Fat Loss Facilitation

Protein is filling enough to help curb hunger pangs and chemically contributes to appetite suppression by reducing the “hunger hormone” ghrelin. A high-protein diet raises your metabolism and increases levels of appetite-reducing hormones like peptide YY (PYY) and glucagon-like peptide-1 (GLP-1). More satiety means fewer calories consumed throughout the day, which quickly leads to safe, maintainable weight loss and the reduction of dangerous body fat.

The Enduring Power of Protein

Popular because they’re convenient and effective, protein powders and supplements are here to stay and can offer you a wide variety of options, from self-mix formulas and powders to ready-to-drink protein shakes. If you’ve got your preferred protein supplement ready to go, then it’s time to wonder: when should you drink protein?

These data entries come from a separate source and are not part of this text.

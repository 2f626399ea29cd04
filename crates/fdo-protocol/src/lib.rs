//! FDO wire messages, ownership vouchers, and ServiceInfo streaming.
//!
//! Everything the four protocol responders exchange lives here:
//!
//! - [`guid`] - device GUIDs and nonces
//! - [`error`] - the error message (type 255) and chain error reasons
//! - [`rendezvous`] - rendezvous directives and owner TO2 addresses
//! - [`voucher`] - the ownership voucher and its chain operations
//! - [`messages`] - the DI/TO0/TO1/TO2 message types
//! - [`serviceinfo`] - MTU chunking/unchunking pipes
//! - [`devmod`] - the mandatory device module

#![forbid(unsafe_code)]
#![warn(clippy::all, clippy::pedantic, clippy::nursery)]
#![allow(clippy::module_name_repetitions)]

pub mod devmod;
pub mod error;
pub mod guid;
pub mod messages;
pub mod rendezvous;
pub mod serviceinfo;
pub mod voucher;

pub use devmod::{DEVMOD_MODULE, Devmod, DevmodModulesChunk, DevmodSnapshot};
pub use error::{ChainError, ErrorCode, ErrorMessage, MSG_ERROR};
pub use guid::{Guid, Nonce};
pub use messages::*;
pub use rendezvous::{RV_PROT_HTTP, RV_PROT_HTTPS, RvDirective, RvInfo, RvInstruction, RvTo2Addr, RvVariable};
pub use serviceinfo::{
    ChunkReader, ChunkWriter, DEFAULT_PIPE_CAPACITY, MIN_CHUNK_VALUE, ServiceInfoError,
    ServiceInfoKv, ServiceInfoProducer, UnchunkReader, new_chunk_in_pipe, new_chunk_out_pipe,
    service_info_key,
};
pub use voucher::{
    EntryPayload, OwnershipVoucher, PROTOCOL_VERSION, VoucherError, VoucherHeader,
};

The Best Time to Take Protein Depending on Your Workout

Depending on your goals and activities, there are recommended times to take protein for the greatest effectiveness for your energy levels and muscle-building needs. Here are specific recommendations based on different types of workout activity.

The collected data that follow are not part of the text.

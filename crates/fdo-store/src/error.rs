//! Store errors.

use thiserror::Error;

/// Errors raised by session, voucher, and rendezvous-blob stores.
#[derive(Debug, Error)]
pub enum StoreError {
    /// The token, GUID, or blob is unknown or has expired.
    #[error("not found")]
    NotFound,

    /// Stored state failed to serialize or deserialize.
    #[error("state serialization: {0}")]
    Serialization(String),

    /// Backend failure.
    #[error("store backend: {0}")]
    Backend(String),
}

impl From<fdo_cbor::CodecError> for StoreError {
    fn from(err: fdo_cbor::CodecError) -> Self {
        Self::Serialization(err.to_string())
    }
}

The best time to take protein supplements.

Aerobic/Cardiovascular Exercise

Best time to take protein: Pre-workout and post-workout

The amino acid leucine is one of the three branched-chain amino acids (BCAAs), and it promotes muscle recovery after workouts. Not only that, it activates protein synthesis, prompting new muscle to be built. One might think that due to leucine’s ability to boost endurance and stamina, one should take a BCAA supplement before a workout, but the science contradicts that idea. Not only are BCAAs only three of the nine essential amino acids needed to construct new muscle, leucine and the other BCAAs (isoleucine and valine) experience oxidative degradation during aerobic activity.

BCAAs are Insufficient Pre-Workout

Adding these limited amino acids before your workout, especially in the unbalanced form of BCAAs instead of a complete EAA formula, means that a greater percentage will be oxidized and used for energy instead of muscle building. Your body does not want to be out of balance, so a sudden overabundance of a few amino acids will cause the body to clean up and reduce them in order to maintain equilibrium.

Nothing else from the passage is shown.